--- INFORMATION SHOWN ---

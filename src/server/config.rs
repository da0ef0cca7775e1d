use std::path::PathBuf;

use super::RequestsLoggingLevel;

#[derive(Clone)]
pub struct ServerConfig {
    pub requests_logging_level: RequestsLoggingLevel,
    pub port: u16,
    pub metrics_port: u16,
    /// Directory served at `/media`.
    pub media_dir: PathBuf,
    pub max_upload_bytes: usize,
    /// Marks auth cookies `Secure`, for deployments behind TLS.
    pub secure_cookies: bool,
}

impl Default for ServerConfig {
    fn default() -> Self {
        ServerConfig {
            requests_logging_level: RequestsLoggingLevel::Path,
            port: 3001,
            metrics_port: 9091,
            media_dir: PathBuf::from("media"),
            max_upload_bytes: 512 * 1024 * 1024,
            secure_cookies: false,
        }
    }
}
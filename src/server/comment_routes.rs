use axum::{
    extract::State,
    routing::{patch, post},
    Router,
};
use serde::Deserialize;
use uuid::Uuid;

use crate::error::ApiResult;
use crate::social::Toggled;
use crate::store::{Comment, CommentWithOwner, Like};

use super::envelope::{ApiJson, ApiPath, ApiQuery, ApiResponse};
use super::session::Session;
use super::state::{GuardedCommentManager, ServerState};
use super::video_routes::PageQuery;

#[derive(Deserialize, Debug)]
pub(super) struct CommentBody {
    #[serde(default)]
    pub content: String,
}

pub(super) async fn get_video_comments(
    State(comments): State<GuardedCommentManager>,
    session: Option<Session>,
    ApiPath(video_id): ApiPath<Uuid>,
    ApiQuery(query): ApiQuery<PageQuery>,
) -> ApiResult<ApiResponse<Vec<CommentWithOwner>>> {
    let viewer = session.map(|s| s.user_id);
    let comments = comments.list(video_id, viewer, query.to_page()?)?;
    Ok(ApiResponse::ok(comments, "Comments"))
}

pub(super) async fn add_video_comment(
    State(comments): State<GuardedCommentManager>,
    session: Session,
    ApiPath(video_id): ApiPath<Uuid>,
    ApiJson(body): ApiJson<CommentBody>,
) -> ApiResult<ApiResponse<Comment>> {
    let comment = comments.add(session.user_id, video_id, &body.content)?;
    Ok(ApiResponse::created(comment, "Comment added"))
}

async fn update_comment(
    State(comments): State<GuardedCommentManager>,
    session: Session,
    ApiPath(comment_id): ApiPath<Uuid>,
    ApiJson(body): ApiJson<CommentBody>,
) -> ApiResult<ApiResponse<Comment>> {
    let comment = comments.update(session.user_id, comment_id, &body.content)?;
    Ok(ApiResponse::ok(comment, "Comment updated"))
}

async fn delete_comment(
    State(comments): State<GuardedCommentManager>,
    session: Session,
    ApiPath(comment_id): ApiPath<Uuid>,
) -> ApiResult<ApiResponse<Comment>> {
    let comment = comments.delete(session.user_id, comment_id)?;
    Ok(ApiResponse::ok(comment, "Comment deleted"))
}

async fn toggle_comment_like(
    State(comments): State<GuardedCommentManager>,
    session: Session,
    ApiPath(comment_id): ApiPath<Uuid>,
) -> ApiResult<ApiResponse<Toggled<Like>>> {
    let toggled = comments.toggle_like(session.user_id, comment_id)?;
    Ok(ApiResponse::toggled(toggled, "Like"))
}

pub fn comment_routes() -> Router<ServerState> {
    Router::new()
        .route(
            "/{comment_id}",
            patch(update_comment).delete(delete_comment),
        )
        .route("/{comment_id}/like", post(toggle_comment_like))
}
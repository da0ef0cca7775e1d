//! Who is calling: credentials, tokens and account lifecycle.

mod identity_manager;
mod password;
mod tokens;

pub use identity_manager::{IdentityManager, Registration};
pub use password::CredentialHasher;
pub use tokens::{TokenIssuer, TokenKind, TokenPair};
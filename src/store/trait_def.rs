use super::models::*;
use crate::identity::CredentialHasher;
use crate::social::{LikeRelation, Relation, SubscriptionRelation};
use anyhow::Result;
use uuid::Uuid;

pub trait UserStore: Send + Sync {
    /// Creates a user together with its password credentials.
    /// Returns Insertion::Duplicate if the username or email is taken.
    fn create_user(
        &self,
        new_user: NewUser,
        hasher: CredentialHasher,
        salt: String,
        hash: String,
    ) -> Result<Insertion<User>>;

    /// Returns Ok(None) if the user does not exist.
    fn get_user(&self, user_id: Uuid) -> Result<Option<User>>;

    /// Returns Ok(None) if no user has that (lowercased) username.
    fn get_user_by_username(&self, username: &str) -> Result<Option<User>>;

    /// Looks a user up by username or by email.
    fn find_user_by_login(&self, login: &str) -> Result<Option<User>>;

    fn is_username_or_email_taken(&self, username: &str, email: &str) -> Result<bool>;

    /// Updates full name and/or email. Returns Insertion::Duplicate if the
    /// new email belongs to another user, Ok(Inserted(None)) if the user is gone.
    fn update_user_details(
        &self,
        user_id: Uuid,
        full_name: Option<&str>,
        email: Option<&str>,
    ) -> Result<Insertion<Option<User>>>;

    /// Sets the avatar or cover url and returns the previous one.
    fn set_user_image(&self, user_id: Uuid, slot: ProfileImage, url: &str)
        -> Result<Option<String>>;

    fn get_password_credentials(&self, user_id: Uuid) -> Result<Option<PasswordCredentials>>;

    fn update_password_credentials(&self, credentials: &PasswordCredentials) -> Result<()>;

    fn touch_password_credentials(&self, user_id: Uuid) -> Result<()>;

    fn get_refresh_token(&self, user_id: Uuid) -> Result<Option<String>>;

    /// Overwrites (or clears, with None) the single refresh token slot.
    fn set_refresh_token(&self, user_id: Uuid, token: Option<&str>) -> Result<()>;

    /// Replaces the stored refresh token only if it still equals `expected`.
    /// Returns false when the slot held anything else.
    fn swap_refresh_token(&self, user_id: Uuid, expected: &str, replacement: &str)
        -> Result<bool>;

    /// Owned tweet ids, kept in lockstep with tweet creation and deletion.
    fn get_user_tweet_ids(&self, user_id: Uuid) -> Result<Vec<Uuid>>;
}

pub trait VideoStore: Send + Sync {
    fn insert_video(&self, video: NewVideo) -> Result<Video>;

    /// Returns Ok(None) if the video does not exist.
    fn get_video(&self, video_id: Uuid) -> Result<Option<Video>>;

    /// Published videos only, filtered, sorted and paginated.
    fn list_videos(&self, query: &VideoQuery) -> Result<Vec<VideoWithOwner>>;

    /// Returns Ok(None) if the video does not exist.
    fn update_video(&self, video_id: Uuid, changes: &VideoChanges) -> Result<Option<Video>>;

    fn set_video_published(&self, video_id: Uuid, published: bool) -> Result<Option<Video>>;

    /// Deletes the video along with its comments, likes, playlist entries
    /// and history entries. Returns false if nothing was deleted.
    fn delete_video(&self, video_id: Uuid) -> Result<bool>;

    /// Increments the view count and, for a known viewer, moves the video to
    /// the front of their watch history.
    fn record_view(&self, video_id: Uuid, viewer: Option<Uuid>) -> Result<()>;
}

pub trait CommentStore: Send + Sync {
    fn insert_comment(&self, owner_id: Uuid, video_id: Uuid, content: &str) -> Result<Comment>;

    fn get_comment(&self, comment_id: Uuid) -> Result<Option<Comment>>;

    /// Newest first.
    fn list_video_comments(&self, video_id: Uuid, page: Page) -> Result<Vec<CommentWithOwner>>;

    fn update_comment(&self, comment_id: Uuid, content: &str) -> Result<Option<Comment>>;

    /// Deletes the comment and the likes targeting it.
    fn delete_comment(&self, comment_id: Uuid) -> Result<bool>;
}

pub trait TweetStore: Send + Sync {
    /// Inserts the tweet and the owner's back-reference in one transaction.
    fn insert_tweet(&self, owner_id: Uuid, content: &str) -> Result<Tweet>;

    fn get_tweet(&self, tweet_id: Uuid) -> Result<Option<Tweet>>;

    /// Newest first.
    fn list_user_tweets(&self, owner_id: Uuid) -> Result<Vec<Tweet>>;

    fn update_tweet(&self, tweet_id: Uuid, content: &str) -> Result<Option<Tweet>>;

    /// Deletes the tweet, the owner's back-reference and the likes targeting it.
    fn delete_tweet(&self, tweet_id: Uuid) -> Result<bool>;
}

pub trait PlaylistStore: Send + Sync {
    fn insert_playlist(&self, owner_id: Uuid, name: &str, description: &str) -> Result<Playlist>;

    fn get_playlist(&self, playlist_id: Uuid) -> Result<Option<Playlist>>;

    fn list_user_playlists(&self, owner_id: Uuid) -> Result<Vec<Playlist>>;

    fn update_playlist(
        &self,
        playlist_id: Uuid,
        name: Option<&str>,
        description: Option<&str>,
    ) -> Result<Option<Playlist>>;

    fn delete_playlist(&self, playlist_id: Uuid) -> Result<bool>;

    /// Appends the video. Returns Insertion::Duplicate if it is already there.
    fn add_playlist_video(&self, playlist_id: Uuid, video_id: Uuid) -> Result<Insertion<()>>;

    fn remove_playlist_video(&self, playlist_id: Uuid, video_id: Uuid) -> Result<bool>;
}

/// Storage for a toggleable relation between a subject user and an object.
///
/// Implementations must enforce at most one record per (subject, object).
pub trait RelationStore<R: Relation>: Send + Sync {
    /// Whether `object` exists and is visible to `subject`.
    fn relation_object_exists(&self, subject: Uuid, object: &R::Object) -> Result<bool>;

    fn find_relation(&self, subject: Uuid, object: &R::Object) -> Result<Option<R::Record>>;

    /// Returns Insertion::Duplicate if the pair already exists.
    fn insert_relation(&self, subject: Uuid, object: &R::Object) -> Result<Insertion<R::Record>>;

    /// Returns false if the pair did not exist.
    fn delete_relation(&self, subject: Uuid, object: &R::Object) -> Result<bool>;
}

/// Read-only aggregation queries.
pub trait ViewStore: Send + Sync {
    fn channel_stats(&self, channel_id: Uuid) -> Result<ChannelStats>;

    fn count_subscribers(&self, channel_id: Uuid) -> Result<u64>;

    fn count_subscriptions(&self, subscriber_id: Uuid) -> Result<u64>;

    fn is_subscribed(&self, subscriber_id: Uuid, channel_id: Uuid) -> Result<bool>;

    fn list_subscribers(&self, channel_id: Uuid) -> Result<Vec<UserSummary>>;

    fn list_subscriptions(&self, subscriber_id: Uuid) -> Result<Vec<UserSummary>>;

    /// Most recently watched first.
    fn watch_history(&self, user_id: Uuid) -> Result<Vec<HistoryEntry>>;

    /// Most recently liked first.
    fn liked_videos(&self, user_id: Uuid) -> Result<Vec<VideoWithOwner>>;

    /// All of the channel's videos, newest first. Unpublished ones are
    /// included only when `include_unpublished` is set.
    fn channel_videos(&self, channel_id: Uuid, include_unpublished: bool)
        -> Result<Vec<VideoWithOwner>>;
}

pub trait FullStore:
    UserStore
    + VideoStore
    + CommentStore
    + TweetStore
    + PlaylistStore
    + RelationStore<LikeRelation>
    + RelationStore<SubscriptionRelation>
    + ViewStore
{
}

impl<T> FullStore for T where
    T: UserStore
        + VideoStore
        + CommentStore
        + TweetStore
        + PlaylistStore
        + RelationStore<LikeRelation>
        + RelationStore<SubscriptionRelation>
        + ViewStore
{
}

---

EXERCISE GOAL: Retype exactly the span of lines from the one with "fn list_videos(&self, query: &VideoQuery)" through the one with "fn update_video(&self, video_id: Uuid, changes: &VideoChanges)"; include both ends and omit the rest of the material.

FINISHED EXERCISE:
    fn list_videos(&self, query: &VideoQuery) -> Result<Vec<VideoWithOwner>>;

    /// Returns Ok(None) if the video does not exist.
    fn update_video(&self, video_id: Uuid, changes: &VideoChanges) -> Result<Option<Video>>;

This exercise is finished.